A boy and real depth are both missing in this movie

Ulu Grosbard's direction was all over the place in his 1995 indie, Georgia. But he did incisive work 21 years ago in the blistering crime film Straight Time (featuring what is still Dustin Hoffman's best dramatic performance). Fifteen years ago he put an elegant gloss on a middle-class sob story called Falling in Love -- which is all he finally does with The Deep End of the Ocean. He and screenwriter Stephen Schiff haven't figured out how to shoehorn in the avalanche of perceptions about otherwise unrecorded middle-class life that makes the book optimum reading. They do an assiduous job of cutting and weaving, but what they come up with is threadbare. Pat no longer has a heart condition; Beth no longer has a lover. Hints of a financial squeeze fly by (Beth's arguing she can write off a meal, Pat's urging her to take pictures again to keep Vincent in sneakers). Whoopi Goldberg's Chicago cop, Candy Bliss, doesn't have a chance to win us over as Beth's unexpected friend. She's simply that obligatory contemporary film figure: the warm and wise homosexual.
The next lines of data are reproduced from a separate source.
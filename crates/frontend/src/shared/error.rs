use thiserror::Error;
use wasm_bindgen::JsValue;

/// Failures that end an inventory action before a usable envelope arrives
#[derive(Debug, Clone, PartialEq, Eq, Error)]
pub enum ActionError {
    #[error("request failed: {0}")]
    Transport(String),
    #[error("invalid response: {0}")]
    Decode(String),
    #[error("element not found: {0}")]
    MissingElement(String),
    #[error("form has no product_id")]
    MissingProductId,
    #[error("CSRF token meta tag is missing")]
    MissingCsrfToken,
}

impl ActionError {
    pub fn missing(what: impl Into<String>) -> Self {
        ActionError::MissingElement(what.into())
    }

    /// Wraps a thrown JS exception
    pub fn js(value: JsValue) -> Self {
        ActionError::Transport(format!("{value:?}"))
    }
}

impl From<gloo_net::Error> for ActionError {
    fn from(e: gloo_net::Error) -> Self {
        match e {
            gloo_net::Error::SerdeError(e) => ActionError::Decode(e.to_string()),
            other => ActionError::Transport(other.to_string()),
        }
    }
}
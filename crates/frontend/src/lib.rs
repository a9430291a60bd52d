pub mod domain;
pub mod shared;

use crate::shared::config::InventoryConfig;
use wasm_bindgen::closure::Closure;
use wasm_bindgen::prelude::wasm_bindgen;
use wasm_bindgen::JsCast;

#[wasm_bindgen(start)]
pub fn start() {
    // initializes logging using the `log` crate
    _ = console_log::init_with_level(log::Level::Debug);
    console_error_panic_hook::set_once();

    // Read after logger init so a malformed config is reported
    let config = InventoryConfig::load_from_document();
    log::set_max_level(config.log_level().to_level_filter());
    domain::a001_inventory::bindings::install(config);

    run_when_dom_ready(domain::a001_inventory::bindings::init_mobile_inventory);
}

/// Runs `f` on `DOMContentLoaded`, or right away if the document is parsed
fn run_when_dom_ready(f: fn()) {
    let Some(document) = web_sys::window().and_then(|w| w.document()) else {
        return;
    };
    if document.ready_state() != "loading" {
        f();
        return;
    }

    let closure = Closure::once(move || f());
    if document
        .add_event_listener_with_callback("DOMContentLoaded", closure.as_ref().unchecked_ref())
        .is_err()
    {
        log::error!("Failed to wait for DOMContentLoaded");
    }
    closure.forget();
}
//! Request helpers shared by inventory actions
//!
//! Header names and the typed request description handed to a transport.

use contracts::domain::a001_inventory::FormFields;

pub const CSRF_HEADER: &str = "X-CSRFToken";
pub const REQUESTED_WITH_HEADER: &str = "X-Requested-With";
pub const REQUESTED_WITH_XHR: &str = "XMLHttpRequest";
pub const CONTENT_TYPE_HEADER: &str = "Content-Type";
pub const CONTENT_TYPE_JSON: &str = "application/json";

/// Body of an outbound `POST`
#[derive(Debug, Clone, PartialEq, Eq)]
pub enum RequestBody {
    /// Sent as `multipart/form-data`
    Form(FormFields),
    Empty,
}

/// A `POST` the controller wants sent
#[derive(Debug, Clone, PartialEq, Eq)]
pub struct OutboundRequest {
    pub url: String,
    pub body: RequestBody,
    pub headers: Vec<(&'static str, String)>,
}

impl OutboundRequest {
    pub fn post(url: impl Into<String>, body: RequestBody) -> Self {
        Self {
            url: url.into(),
            body,
            headers: Vec::new(),
        }
    }

    pub fn header(mut self, name: &'static str, value: impl Into<String>) -> Self {
        self.headers.push((name, value.into()));
        self
    }

    pub fn header_value(&self, name: &str) -> Option<&str> {
        self.headers
            .iter()
            .find(|(n, _)| n.eq_ignore_ascii_case(name))
            .map(|(_, v)| v.as_str())
    }
}
use contracts::enums::NotificationKind;
use leptos::prelude::*;

pub const HIDE_CLASS: &str = "mobile-notification-hide";

/// Toast shown at the bottom of the screen.
///
/// `hidden` switches on the fade-out class; removal is done by unmounting.
#[component]
pub fn MobileNotification(
    message: String,
    kind: NotificationKind,
    hidden: RwSignal<bool>,
) -> impl IntoView {
    let base = format!("mobile-notification {}", kind.css_class());
    let class = move || {
        if hidden.get() {
            format!("{} {}", base, HIDE_CLASS)
        } else {
            base.clone()
        }
    };

    view! {
        <div class=class role="status">
            {message}
        </div>
    }
}
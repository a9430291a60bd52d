use crate::shared::api_utils::{OutboundRequest, RequestBody};
use crate::shared::error::ActionError;
use async_trait::async_trait;
use contracts::domain::a001_inventory::{ApiEnvelope, FormFields};
use gloo_net::http::Request;
use web_sys::FormData;

/// Sends inventory requests and decodes the envelope
#[async_trait(?Send)]
pub trait InventoryTransport {
    async fn post(&self, request: OutboundRequest) -> Result<ApiEnvelope, ActionError>;
}

/// Browser `fetch` through gloo-net
#[derive(Debug, Clone, Copy, Default)]
pub struct GlooTransport;

#[async_trait(?Send)]
impl InventoryTransport for GlooTransport {
    async fn post(&self, request: OutboundRequest) -> Result<ApiEnvelope, ActionError> {
        let mut builder = Request::post(&request.url);
        for (name, value) in &request.headers {
            builder = builder.header(name, value);
        }

        let prepared = match &request.body {
            RequestBody::Form(fields) => builder.body(to_form_data(fields)?)?,
            RequestBody::Empty => builder.build()?,
        };

        let response = prepared.send().await?;
        log::debug!("POST {} -> {}", request.url, response.status());

        // Error statuses carry an envelope too
        response.json::<ApiEnvelope>().await.map_err(ActionError::from)
    }
}

fn to_form_data(fields: &FormFields) -> Result<FormData, ActionError> {
    let form_data = FormData::new().map_err(ActionError::js)?;
    for (name, value) in fields.iter() {
        form_data
            .append_with_str(name, value)
            .map_err(ActionError::js)?;
    }
    Ok(form_data)
}
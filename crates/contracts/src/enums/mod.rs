pub mod notification_kind;

pub use notification_kind::NotificationKind;
use serde::{Deserialize, Serialize};

/// Severity of a toast notification
#[derive(Debug, Clone, Copy, Default, PartialEq, Eq, Serialize, Deserialize)]
#[serde(rename_all = "lowercase")]
pub enum NotificationKind {
    Success,
    Error,
    #[default]
    Info,
}

impl NotificationKind {
    /// Modifier class applied next to `mobile-notification`
    pub fn css_class(&self) -> &'static str {
        match self {
            NotificationKind::Success => "mobile-notification-success",
            NotificationKind::Error => "mobile-notification-error",
            NotificationKind::Info => "mobile-notification-info",
        }
    }

    /// Unknown codes fall back to `Info`
    pub fn from_code(code: &str) -> Self {
        match code.trim().to_ascii_lowercase().as_str() {
            "success" => NotificationKind::Success,
            "error" => NotificationKind::Error,
            _ => NotificationKind::Info,
        }
    }
}
//! Global functions called from the server-rendered inventory markup,
//! e.g. `onclick="adjustStock(42)"`.

use super::controller::InventoryPageController;
use super::model::GlooTransport;
use super::web_page::WebInventoryPage;
use crate::shared::config::InventoryConfig;
use contracts::domain::a001_inventory::ProductId;
use contracts::enums::NotificationKind;
use std::cell::RefCell;
use std::rc::Rc;
use wasm_bindgen::prelude::*;
use wasm_bindgen_futures::spawn_local;

pub type WebController = InventoryPageController<WebInventoryPage, GlooTransport>;

thread_local! {
    static CONTROLLER: RefCell<Option<Rc<WebController>>> = const { RefCell::new(None) };
}

fn build_controller(config: InventoryConfig) -> Rc<WebController> {
    Rc::new(InventoryPageController::new(
        Rc::new(WebInventoryPage::new()),
        GlooTransport,
        config,
    ))
}

/// Creates the page controller with `config`; called once at start-up
pub fn install(config: InventoryConfig) -> Rc<WebController> {
    CONTROLLER.with(|slot| {
        let ctrl = build_controller(config);
        *slot.borrow_mut() = Some(Rc::clone(&ctrl));
        ctrl
    })
}

/// Page controller; reads the page config if `install` has not run
pub fn controller() -> Rc<WebController> {
    CONTROLLER.with(|slot| {
        slot.borrow_mut()
            .get_or_insert_with(|| build_controller(InventoryConfig::load_from_document()))
            .clone()
    })
}

/// Markup passes ids both as numbers and as strings
fn product_id_from_js(value: &JsValue) -> Option<ProductId> {
    // Strings are kept verbatim, blanks included
    if let Some(text) = value.as_string() {
        return Some(ProductId::new(text));
    }
    let number = value.as_f64()?;
    if number.is_finite() && number.fract() == 0.0 {
        Some(ProductId::new(format!("{}", number as i64)))
    } else {
        Some(ProductId::new(number.to_string()))
    }
}

fn with_product_id(value: JsValue, action: &str, f: impl FnOnce(ProductId)) {
    match product_id_from_js(&value) {
        Some(id) => f(id),
        None => log::error!("{}: invalid product id {:?}", action, value),
    }
}

#[wasm_bindgen(js_name = submitAddStock)]
pub fn submit_add_stock() {
    let ctrl = controller();
    spawn_local(async move {
        ctrl.submit_add_stock().await;
    });
}

#[wasm_bindgen(js_name = adjustStock)]
pub fn adjust_stock(product_id: JsValue) {
    with_product_id(product_id, "adjustStock", |id| {
        if let Err(e) = controller().adjust_stock(&id) {
            log::error!("Error: adjustStock({}): {}", id, e);
        }
    });
}

#[wasm_bindgen(js_name = viewHistory)]
pub fn view_history(product_id: JsValue) {
    with_product_id(product_id, "viewHistory", |id| controller().view_history(&id));
}

#[wasm_bindgen(js_name = reorderProduct)]
pub fn reorder_product(product_id: JsValue) {
    with_product_id(product_id, "reorderProduct", |id| {
        let ctrl = controller();
        spawn_local(async move {
            ctrl.reorder_product(&id).await;
        });
    });
}

#[wasm_bindgen(js_name = exportInventory)]
pub fn export_inventory() {
    controller().export_inventory();
}

#[wasm_bindgen(js_name = submitAdjustStock)]
pub fn submit_adjust_stock() {
    let ctrl = controller();
    spawn_local(async move {
        ctrl.submit_adjust_stock().await;
    });
}

#[wasm_bindgen(js_name = preventZoom)]
pub fn prevent_zoom() {
    controller().prevent_zoom();
}

#[wasm_bindgen(js_name = initTouchFriendlyStockAdjustment)]
pub fn init_touch_friendly_stock_adjustment() {
    controller().init_touch_friendly_stock_adjustment();
}

#[wasm_bindgen(js_name = openStockAdjustmentModal)]
pub fn open_stock_adjustment_modal(product_id: JsValue) {
    with_product_id(product_id, "openStockAdjustmentModal", |id| {
        if let Err(e) = controller().open_stock_adjustment_modal(&id) {
            log::error!("Error: openStockAdjustmentModal({}): {}", id, e);
        }
    });
}

#[wasm_bindgen(js_name = initResponsiveFormSubmission)]
pub fn init_responsive_form_submission() {
    controller().init_responsive_form_submission();
}

#[wasm_bindgen(js_name = showMobileNotification)]
pub fn show_mobile_notification(message: String, kind: Option<String>) {
    let kind = kind
        .as_deref()
        .map(NotificationKind::from_code)
        .unwrap_or_default();
    controller().show_mobile_notification(&message, kind);
}

#[wasm_bindgen(js_name = addMobileStyles)]
pub fn add_mobile_styles() {
    controller().add_mobile_styles();
}

#[wasm_bindgen(js_name = initMobileInventory)]
pub fn init_mobile_inventory() {
    controller().init_mobile_inventory();
}
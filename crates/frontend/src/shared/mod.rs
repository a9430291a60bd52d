pub mod api_utils;
pub mod config;
pub mod error;
use serde::{Deserialize, Serialize};

/// Response body of every mutating inventory endpoint.
///
/// The server answers with this shape on 2xx as well as on 4xx/5xx,
/// so it is decoded regardless of the HTTP status.
#[derive(Debug, Clone, PartialEq, Eq, Serialize, Deserialize)]
pub struct ApiEnvelope {
    pub success: bool,
    #[serde(default, skip_serializing_if = "Option::is_none")]
    pub message: Option<String>,
}

impl ApiEnvelope {
    pub fn ok(message: impl Into<String>) -> Self {
        Self {
            success: true,
            message: Some(message.into()),
        }
    }

    pub fn rejected(message: impl Into<String>) -> Self {
        Self {
            success: false,
            message: Some(message.into()),
        }
    }

    /// Server message, ignoring blank strings
    pub fn message(&self) -> Option<&str> {
        self.message
            .as_deref()
            .map(str::trim)
            .filter(|m| !m.is_empty())
    }

    /// Server message or the given fallback
    pub fn message_or<'a>(&'a self, fallback: &'a str) -> &'a str {
        self.message().unwrap_or(fallback)
    }
}
//! Wire contracts of the `/inventory/*` endpoints

pub mod envelope;
pub mod form_fields;
pub mod product_id;
pub mod routes;

// Re-exports
pub use envelope::ApiEnvelope;
pub use form_fields::FormFields;
pub use product_id::ProductId;
pub use routes::{InventoryRoute, RouteKind};
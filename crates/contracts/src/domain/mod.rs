pub mod a001_inventory;
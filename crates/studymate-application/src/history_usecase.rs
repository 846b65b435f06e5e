//! History use case: the list of past sessions.

use chrono::{DateTime, Local, TimeZone};
use std::sync::Arc;
use studymate_core::error::{Result, StudyError};
use studymate_core::session::{DateLabel, Session, SessionRepository};

pub struct HistoryUseCase {
    session_repository: Arc<dyn SessionRepository>,
}

impl HistoryUseCase {
    pub fn new(session_repository: Arc<dyn SessionRepository>) -> Self {
        Self { session_repository }
    }

    /// Sessions newest first, each with its label relative to today.
    pub async fn list(&self) -> Result<Vec<(Session, DateLabel)>> {
        self.list_at(&Local::now()).await
    }

    /// Same as [`list`](Self::list) with an explicit "now".
    pub async fn list_at<Tz: TimeZone>(&self, now: &DateTime<Tz>) -> Result<Vec<(Session, DateLabel)>> {
        let mut sessions = self.session_repository.fetch_all().await?;
        Session::sort_newest_first(&mut sessions);
        Ok(sessions
            .into_iter()
            .map(|session| {
                let label = session.date_label(now);
                (session, label)
            })
            .collect())
    }

    /// Looks up one session, typically to resume it.
    ///
    /// # Errors
    ///
    /// Returns `NotFound` if no session has this ID.
    pub async fn find(&self, session_id: &str) -> Result<Session> {
        self.session_repository
            .fetch(session_id)
            .await?
            .ok_or_else(|| StudyError::not_found("session", session_id))
    }

    pub async fn delete(&self, session_id: &str) -> Result<()> {
        self.session_repository
            .delete(session_id)
            .await
            .inspect_err(|e| tracing::error!("Failed to delete session {}: {}", session_id, e))
    }
}

#[cfg(test)]
mod tests {
    use super::*;
    use chrono::{Duration, Utc};
    use studymate_core::Subject;
    use studymate_infrastructure::TomlSessionRepository;
    use tempfile::TempDir;

    async fn history_with(sessions: &[Session]) -> (TempDir, HistoryUseCase) {
        let temp_dir = TempDir::new().unwrap();
        let repository = TomlSessionRepository::new(temp_dir.path()).await.unwrap();
        for session in sessions {
            repository.create(session).await.unwrap();
        }
        (temp_dir, HistoryUseCase::new(Arc::new(repository)))
    }

    #[tokio::test]
    async fn test_list_labels_relative_dates() {
        let now = Utc::now();
        let mut yesterday = Session::new(Subject::topic("Math"), "limits");
        yesterday.created_at = now - Duration::days(1);
        let mut older = Session::new(Subject::OpenTopic, "essay");
        older.created_at = now - Duration::days(10);
        let mut today = Session::new(Subject::Translate, "bonjour");
        today.created_at = now;

        let (_dir, history) = history_with(&[older.clone(), today.clone(), yesterday.clone()]).await;
        let listed = history.list_at(&now).await.unwrap();

        let ids: Vec<_> = listed.iter().map(|(s, _)| s.id.clone()).collect();
        assert_eq!(ids, vec![today.id, yesterday.id, older.id]);
        assert_eq!(listed[0].1, DateLabel::Today);
        assert_eq!(listed[1].1, DateLabel::Yesterday);
        assert_eq!(listed[2].1, DateLabel::On(older.created_at.date_naive()));
    }

    #[tokio::test]
    async fn test_find_and_delete() {
        let session = Session::new(Subject::topic("Art"), "perspective");
        let (_dir, history) = history_with(std::slice::from_ref(&session)).await;

        assert_eq!(history.find(&session.id).await.unwrap(), session);
        history.delete(&session.id).await.unwrap();
        assert!(history.find(&session.id).await.unwrap_err().is_not_found());
        assert!(history.list().await.unwrap().is_empty());
    }
}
Even on its own terms, the movie lacks follow-through. Candy tells Beth that Vincent does love his mother; the cop knows by the way he looks at her. I doubt the audience would agree. As Vincent, Jackson sets off a James Dean glare that could mean he wants to wring her neck.

There's a not-so-hidden attraction to melodramatic soap operas: They demonstrate a universe of risks and impulses making hash of lives committed to security and order. In the book, Mitchard brings that out; she describes Beth's falling for Pat precisely because he made her feel safe. But the movie neither creates a homey world that lives and breathes nor makes it wrenching when that world is breached. The superficial darkness of the movie would not survive the glare of a night-light.

The Deep End of the Ocean.
Rated PG-13.
Directed by Ulu Grosbard. With Michelle Pfeiffer, Treat Williams and Whoopi Goldberg.